Es evidente que ese objeto que el protagonista del escrito, el vendedor de enciclopedias Alonso Quaker, usa para cubrirse el rostro durante buena parte de los acontecimientos que le toca vivir tiene una fuerte carga simbólica, tanto, que por un momento me hizo recordar la obra Mascarada (1978) de Eduardo Liendo, con quien ciertamente posee algunos elementos en común. Sin embargo, mientras este se aboca en su escritura a reflexionar sobre la construcción simbólica de la identidad del hombre, en Soto es apenas un elemento que permite visualizar un universo atravesado por el absurdo en todas sus aristas. Eso pareciera ser lo principal, pues todas las historias transcurren sin un fin aparente más allá de mostrar una caravana de situaciones y figuras humanas cinceladas por un prisma deformado.
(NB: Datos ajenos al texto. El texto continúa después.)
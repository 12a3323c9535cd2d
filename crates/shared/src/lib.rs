pub mod codec;
pub mod domain;
pub mod error;
pub mod protocol;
Hay además en esta novela una cadencia fluvial y una gratuidad en el acto de contar, de describir de manera siempre fluida y larga que me recuerda mucho a la prosa de Roberto Bolaño. Tal vez a esto se deba el hecho de que no encuentre ese eje central que direccione todos los acontecimientos a la comprensión clara de un proyecto estético (aunque eso no quiere decir que no lo tenga), sino sencillamente un transcurrir de hechos y ya. Esta sensación también la he tenido leyendo la muy bolañesca Una novelita lumpen y en este texto la vuelvo a percibir con un claro fin programático.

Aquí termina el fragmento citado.